A computational study on the base-assisted orthogonal C–H arylation of azoles with halides is reported. Although concerted metalation–deprotonation (CMD) is favored under acetate assistance at the C5 site that displays the best balance of nucleophilic and acidic character, the most acidic C2 site may be selectively targeted under carbonate assistance by taking advantage of a carbanionic-type (or non-concerted) metalation–deprotonation mechanism (nCMD). For the latter, several experimental probes including base, ligand, and solvent effects have been collected in favor of an outer-sphere deprotonation process after the formation of a [(Ln)­(N1-heteroaryl)­PdArX] complex. However, no computational analysis of this fundamental elementary step has been so far provided.

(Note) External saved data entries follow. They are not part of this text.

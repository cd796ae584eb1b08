// Download session - one worker task per download, events back to the owner
//
// Workers never touch records; they only send `ProgressUpdate`s. The owner
// drains the channel and folds each event into the matching record.

use serde::Serialize;
use std::path::PathBuf;
use std::sync::Arc;
use tokio::sync::mpsc::{unbounded_channel, UnboundedReceiver, UnboundedSender};
use tracing::debug;

use super::models::DownloadRequest;
use super::orchestrator::Downloader;
use super::progress::{ChannelSink, Phase, ProgressEvent, ProgressUpdate};

#[derive(Debug, Clone, PartialEq, Serialize)]
pub enum DownloadStatus {
    Pending,
    Resolving,
    Downloading,
    PostProcessing,
    Completed { path: PathBuf },
    Failed { message: String },
}

impl DownloadStatus {
    pub fn is_terminal(&self) -> bool {
        matches!(self, Self::Completed { .. } | Self::Failed { .. })
    }
}

/// In-memory state of one submitted download
#[derive(Debug, Clone)]
pub struct DownloadRecord {
    pub id: usize,
    pub request: DownloadRequest,
    pub title: Option<String>,
    pub status: DownloadStatus,
    /// 0-100, never decreases
    pub progress: f32,
    pub warnings: Vec<String>,
}

impl DownloadRecord {
    pub fn new(id: usize, request: DownloadRequest) -> Self {
        Self {
            id,
            request,
            title: None,
            status: DownloadStatus::Pending,
            progress: 0.0,
            warnings: Vec::new(),
        }
    }

    /// Fold one event into the record. Events after completion or failure
    /// are ignored.
    pub fn apply(&mut self, event: &ProgressEvent) {
        if self.status.is_terminal() {
            return;
        }

        match event {
            ProgressEvent::Started { title } => {
                self.title = Some(title.clone());
            }
            ProgressEvent::Status { phase, .. } => {
                self.status = match phase {
                    Phase::Resolving => DownloadStatus::Resolving,
                    Phase::Downloading => DownloadStatus::Downloading,
                    Phase::PostProcessing => DownloadStatus::PostProcessing,
                };
            }
            ProgressEvent::Progress { percent, .. } => {
                if matches!(self.status, DownloadStatus::Pending | DownloadStatus::Resolving) {
                    self.status = DownloadStatus::Downloading;
                }
                let percent = percent.clamp(0.0, 100.0);
                if percent > self.progress {
                    self.progress = percent;
                }
            }
            ProgressEvent::Warning(message) => self.warnings.push(message.clone()),
            ProgressEvent::Finished { path } => {
                self.status = DownloadStatus::Completed { path: path.clone() };
                self.progress = 100.0;
            }
            ProgressEvent::Failed { message } => {
                self.status = DownloadStatus::Failed {
                    message: message.clone(),
                };
            }
        }
    }
}

/// Owner of the record list and the event channel
pub struct Session {
    downloader: Arc<Downloader>,
    records: Vec<DownloadRecord>,
    tx: UnboundedSender<ProgressUpdate>,
    rx: UnboundedReceiver<ProgressUpdate>,
    active: usize,
}

impl Session {
    pub fn new(downloader: Arc<Downloader>) -> Self {
        let (tx, rx) = unbounded_channel();
        Self {
            downloader,
            records: Vec::new(),
            tx,
            rx,
            active: 0,
        }
    }

    /// Create a record and start its worker. Returns the record id.
    pub fn submit(&mut self, request: DownloadRequest) -> usize {
        let id = self.records.len();
        self.records.push(DownloadRecord::new(id, request.clone()));
        self.active += 1;

        let downloader = self.downloader.clone();
        let sink = ChannelSink::new(id, self.tx.clone());
        tokio::spawn(async move {
            debug!("[Session] Worker {} started for {}", id, request.url);
            // Result reaches the owner as a Finished/Failed event
            let _ = downloader.download(&request, &sink).await;
        });
        id
    }

    pub fn records(&self) -> &[DownloadRecord] {
        &self.records
    }

    pub fn record(&self, id: usize) -> Option<&DownloadRecord> {
        self.records.get(id)
    }

    /// Downloads that have not finished or failed yet
    pub fn active(&self) -> usize {
        self.active
    }

    /// Apply an update to its record
    pub fn apply(&mut self, update: &ProgressUpdate) {
        let Some(record) = self.records.get_mut(update.id) else {
            return;
        };
        let was_terminal = record.status.is_terminal();
        record.apply(&update.event);
        if !was_terminal && record.status.is_terminal() {
            self.active = self.active.saturating_sub(1);
        }
    }

    /// Wait for the next event, apply it and hand it back.
    /// `None` once every download has ended and the queue is drained.
    pub async fn next_event(&mut self) -> Option<ProgressUpdate> {
        let update = if self.active == 0 {
            self.rx.try_recv().ok()?
        } else {
            self.rx.recv().await?
        };
        self.apply(&update);
        Some(update)
    }

    /// Process events until every submitted download has ended
    pub async fn run_until_idle(&mut self) {
        while self.next_event().await.is_some() {}
    }
}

We have carried out a series of density functional theory (DFT) calculations that delineate the structural and energetic aspects of the nCMD pathway. Starting with the oxa­(thia)­zole-4-carboxylates selected in our group to engineer the competitive C2 vs C5 arylation in azoles, we show that the energy barrier of the C2 anion generation is lying unexpectedly lower than the prior heterocycle coordination to Pd that is eventually identified as the rate-determining step. These calculations provide satisfactory explanations for the experimental observations of the divergence between nCMD and CMD reactivity, and notably a lower barrier at the C2 site for the nCMD process. On the other hand, the nCMD process is ineffective at the C5 site. Evaluation of various azoles reveals that the nCMD mechanism at C2 is viable from the most acidic (benzo)­oxazoles to moderately acidic (benzo)­thiazoles, as well as weakly acidic imidazoles. In all cases, in accordance with previously reported experimental data in orthogonal direct C–H arylation of azoles, the nCMD route is found energetically competitive to the CMD one at C5 for all azoles, except for imidazole which needs stronger basic conditions than simple carbonate assistance. Additionally, the acetate ligand, which is the base of choice for CMD, was found inefficient for nCMD and the comparative performance of acetate vs carbonate to assist CMD in the azole series reveals also considerable changes from electronically close but environmentally divergent C5–H vs C2–H bonds.